> [Instructions to follow]: From the data below, set down exactly the lines between the one holding "registry.assign(a, Role::P1);" and the one holding "filename src/app/state.rs", inclusive, and no others.

┏━━

//! Snapshot building for network transmission

use crate::ws::protocol::{BallSnapshot, MatchSnapshot, PlayerSnapshot, SeatsSnapshot, ServerMsg};

use super::state::{MatchState, PlayerBody, Seat};

fn player_snapshot(p: &PlayerBody) -> PlayerSnapshot {
    PlayerSnapshot {
        x: p.x,
        y: p.y,
        vx: p.vx,
        vy: p.vy,
        angle: p.angle,
        leg_angle: p.leg_angle,
        on_ground: p.on_ground,
        score: p.score,
        id: p.conn_id,
    }
}

/// Build a read-only copy of the match state
pub fn build(state: &MatchState) -> MatchSnapshot {
    MatchSnapshot {
        tick: state.tick,
        players: SeatsSnapshot {
            p1: player_snapshot(state.player(Seat::P1)),
            p2: player_snapshot(state.player(Seat::P2)),
        },
        ball: BallSnapshot {
            x: state.ball.x,
            y: state.ball.y,
            vx: state.ball.vx,
            vy: state.ball.vy,
        },
        status: state.status,
        winner: state.winner,
        phase: state.phase(),
        phase_index: state.phase_index,
    }
}

/// Build the `state_update` message
pub fn state_update(state: &MatchState) -> ServerMsg {
    ServerMsg::StateUpdate(build(state))
}

#[cfg(test)]
mod tests {
    use super::*;
    use crate::game::state::MatchStatus;
    use uuid::Uuid;

    #[test]
    fn test_snapshot_json_layout() {
        let mut state = MatchState::new();
        let conn = Uuid::new_v4();
        state.player_mut(Seat::P1).conn_id = Some(conn);
        state.player_mut(Seat::P2).score = 4;
        state.status = MatchStatus::Playing;

        let json = serde_json::to_value(state_update(&state)).unwrap();
        assert_eq!(json["type"], "state_update");
        assert_eq!(json["status"], "playing");
        assert_eq!(json["phase"], "soccer");
        assert_eq!(json["winner"], serde_json::Value::Null);
        assert_eq!(json["players"]["p1"]["id"], conn.to_string());
        assert_eq!(json["players"]["p2"]["id"], serde_json::Value::Null);
        assert_eq!(json["players"]["p2"]["score"], 4);
        assert_eq!(json["players"]["p1"]["x"], 150.0);
        assert_eq!(json["ball"]["y"], 200.0);
    }
}
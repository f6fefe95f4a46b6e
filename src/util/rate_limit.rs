//! Rate limiting utilities

use governor::{
    clock::DefaultClock,
    state::{InMemoryState, NotKeyed},
    Quota, RateLimiter,
};
use std::num::NonZeroU32;
use std::sync::Arc;

/// Rate limiter type alias
pub type Limiter = RateLimiter<NotKeyed, InMemoryState, DefaultClock>;

/// Create a rate limiter with the specified requests per second
pub fn create_limiter(requests_per_second: u32) -> Arc<Limiter> {
    let quota = Quota::per_second(NonZeroU32::new(requests_per_second).unwrap_or(NonZeroU32::MIN));
    Arc::new(RateLimiter::direct(quota))
}

/// Default inbound message budget per connection
pub const INPUT_RATE_LIMIT: u32 = 60; // Max 60 messages per second

/// Inbound message limiter for one connection.
///
/// Guards the server against floods only; a press that gets through is
/// never judged on its timing.
#[derive(Clone)]
pub struct ConnectionRateLimiter {
    limiter: Arc<Limiter>,
}

impl ConnectionRateLimiter {
    pub fn new(per_second: u32) -> Self {
        Self {
            limiter: create_limiter(per_second),
        }
    }

    /// Check if a message is allowed (returns true if allowed)
    pub fn check(&self) -> bool {
        self.limiter.check().is_ok()
    }
}

#[cfg(test)]
mod tests {
    use super::*;

    #[test]
    fn test_burst_is_capped() {
        let limiter = ConnectionRateLimiter::new(5);
        let allowed = (0..20).filter(|_| limiter.check()).count();
        assert!(allowed >= 1 && allowed <= 6, "allowed {}", allowed);
    }

    #[test]
    fn test_zero_rate_still_allows_one() {
        let limiter = ConnectionRateLimiter::new(0);
        assert!(limiter.check());
    }
}
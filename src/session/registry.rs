//! Registry of live connections

use dashmap::DashMap;
use uuid::Uuid;

use crate::game::state::Role;

/// Maps a connection identifier to the role it was assigned.
///
/// Seat ownership itself lives on the match state (each player body keeps a
/// back-reference to its connection); this registry tracks every live
/// connection, spectators included.
#[derive(Debug, Default)]
pub struct SessionRegistry {
    sessions: DashMap<Uuid, Role>,
}

impl SessionRegistry {
    pub fn new() -> Self {
        Self {
            sessions: DashMap::new(),
        }
    }

    /// Record the role assigned to a new connection
    pub fn assign(&self, conn_id: Uuid, role: Role) {
        self.sessions.insert(conn_id, role);
    }

    /// Forget a connection, returning the role it held
    pub fn release(&self, conn_id: Uuid) -> Option<Role> {
        self.sessions.remove(&conn_id).map(|(_, role)| role)
    }

    /// Number of live connections
    pub fn connected(&self) -> usize {
        self.sessions.len()
    }

    pub fn spectators(&self) -> usize {
        self.sessions
            .iter()
            .filter(|entry| entry.value().seat().is_none())
            .count()
    }
}

#[cfg(test)]
mod tests {
    use super::*;

    #[test]
    fn test_assign_and_release() {
        let registry = SessionRegistry::new();
        let a = Uuid::new_v4();
        let b = Uuid::new_v4();

        registry.assign(a, Role::P1);
        registry.assign(b, Role::Spectator);
        assert_eq!(registry.connected(), 2);
        assert_eq!(registry.spectators(), 1);

        assert_eq!(registry.release(a), Some(Role::P1));
        assert_eq!(registry.release(a), None);
        assert_eq!(registry.connected(), 1);
    }
}
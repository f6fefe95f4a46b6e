//! Connected sessions and the roles they hold

pub mod registry;

pub use registry::SessionRegistry;
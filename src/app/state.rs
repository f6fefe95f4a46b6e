//! Application state shared across routes

use std::sync::Arc;

use crate::config::Config;
use crate::game::MatchHandle;

/// Shared application state
#[derive(Clone)]
pub struct AppState {
    pub config: Arc<Config>,
    pub game: MatchHandle,
}

impl AppState {
    pub fn new(config: Config) -> Self {
        let config = Arc::new(config);

        // The single match every connection joins
        let game = MatchHandle::new(config.game_rules());

        Self { config, game }
    }
}
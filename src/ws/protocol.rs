//! WebSocket protocol message definitions
//! These are the wire types for client-server communication

use serde::{Deserialize, Serialize};
use uuid::Uuid;

use crate::game::phase::Phase;
use crate::game::state::{MatchStatus, Role, Seat};

/// Messages sent from client to server
#[derive(Debug, Clone, Serialize, Deserialize)]
#[serde(tag = "type", rename_all = "snake_case")]
pub enum ClientMsg {
    /// Jump/kick press for a seat
    PlayerInput {
        /// "p1" or "p2"; anything else is ignored
        role: String,
    },

    /// Start over from 0-0
    RestartGame,
}

/// Messages sent from server to client
#[derive(Debug, Clone, Serialize, Deserialize)]
#[serde(tag = "type", rename_all = "snake_case")]
pub enum ServerMsg {
    /// Sent once, to the connecting session only
    AssignRole { role: Role },

    /// Full match state, broadcast every tick
    StateUpdate(MatchSnapshot),

    /// A goal was scored
    GoalEvent {
        scorer: Seat,
        /// Phase the match continues in
        phase: Phase,
    },

    /// Win score reached
    GameOver { winner: Seat },

    /// A seated player disconnected
    PlayerLeft { role: Seat },
}

/// Discrete events produced by a simulation step
#[derive(Debug, Clone, Copy, PartialEq, Eq)]
pub enum GameEvent {
    Goal { scorer: Seat, phase: Phase },
    GameOver { winner: Seat },
}

impl From<GameEvent> for ServerMsg {
    fn from(event: GameEvent) -> Self {
        match event {
            GameEvent::Goal { scorer, phase } => ServerMsg::GoalEvent { scorer, phase },
            GameEvent::GameOver { winner } => ServerMsg::GameOver { winner },
        }
    }
}

/// Player body in a snapshot
#[derive(Debug, Clone, PartialEq, Serialize, Deserialize)]
pub struct PlayerSnapshot {
    pub x: f32,
    pub y: f32,
    pub vx: f32,
    pub vy: f32,
    /// Body lean in degrees
    pub angle: f32,
    /// Leg swing in degrees
    pub leg_angle: f32,
    pub on_ground: bool,
    pub score: u32,
    /// Connection holding the seat
    pub id: Option<Uuid>,
}

/// Both seats, keyed the way clients look them up
#[derive(Debug, Clone, PartialEq, Serialize, Deserialize)]
pub struct SeatsSnapshot {
    pub p1: PlayerSnapshot,
    pub p2: PlayerSnapshot,
}

#[derive(Debug, Clone, PartialEq, Serialize, Deserialize)]
pub struct BallSnapshot {
    pub x: f32,
    pub y: f32,
    pub vx: f32,
    pub vy: f32,
}

/// Full serialized match state
#[derive(Debug, Clone, PartialEq, Serialize, Deserialize)]
pub struct MatchSnapshot {
    /// Server tick number
    pub tick: u64,
    pub players: SeatsSnapshot,
    pub ball: BallSnapshot,
    pub status: MatchStatus,
    pub winner: Option<Seat>,
    pub phase: Phase,
    pub phase_index: usize,
}

#[cfg(test)]
mod tests {
    use super::*;

    #[test]
    fn test_parse_player_input() {
        let msg: ClientMsg =
            serde_json::from_str(r#"{"type":"player_input","role":"p2"}"#).unwrap();
        match msg {
            ClientMsg::PlayerInput { role } => assert_eq!(role, "p2"),
            other => panic!("unexpected message: {:?}", other),
        }
    }

    #[test]
    fn test_parse_restart() {
        let msg: ClientMsg = serde_json::from_str(r#"{"type":"restart_game"}"#).unwrap();
        assert!(matches!(msg, ClientMsg::RestartGame));
    }

    #[test]
    fn test_unknown_role_still_parses() {
        let msg: ClientMsg =
            serde_json::from_str(r#"{"type":"player_input","role":"spectator"}"#).unwrap();
        assert!(matches!(msg, ClientMsg::PlayerInput { .. }));
    }

    #[test]
    fn test_server_msg_shapes() {
        let json = serde_json::to_value(ServerMsg::AssignRole {
            role: Role::Spectator,
        })
        .unwrap();
        assert_eq!(json["type"], "assign_role");
        assert_eq!(json["role"], "spectator");

        let json = serde_json::to_value(ServerMsg::from(GameEvent::Goal {
            scorer: Seat::P1,
            phase: Phase::American,
        }))
        .unwrap();
        assert_eq!(json["type"], "goal_event");
        assert_eq!(json["scorer"], "p1");
        assert_eq!(json["phase"], "american");

        let json = serde_json::to_value(ServerMsg::GameOver { winner: Seat::P2 }).unwrap();
        assert_eq!(json["type"], "game_over");
        assert_eq!(json["winner"], "p2");
    }
}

┗━━

> [Reply]:
        registry.assign(a, Role::P1);
        registry.assign(b, Role::Spectator);
        assert_eq!(registry.connected(), 2);
        assert_eq!(registry.spectators(), 1);

        assert_eq!(registry.release(a), Some(Role::P1));
        assert_eq!(registry.release(a), None);
        assert_eq!(registry.connected(), 1);
    }
}
repository f6fefe95f4a46b6e
//! Connected sessions and the roles they hold

pub mod registry;

pub use registry::SessionRegistry;
filename src/app/state.rs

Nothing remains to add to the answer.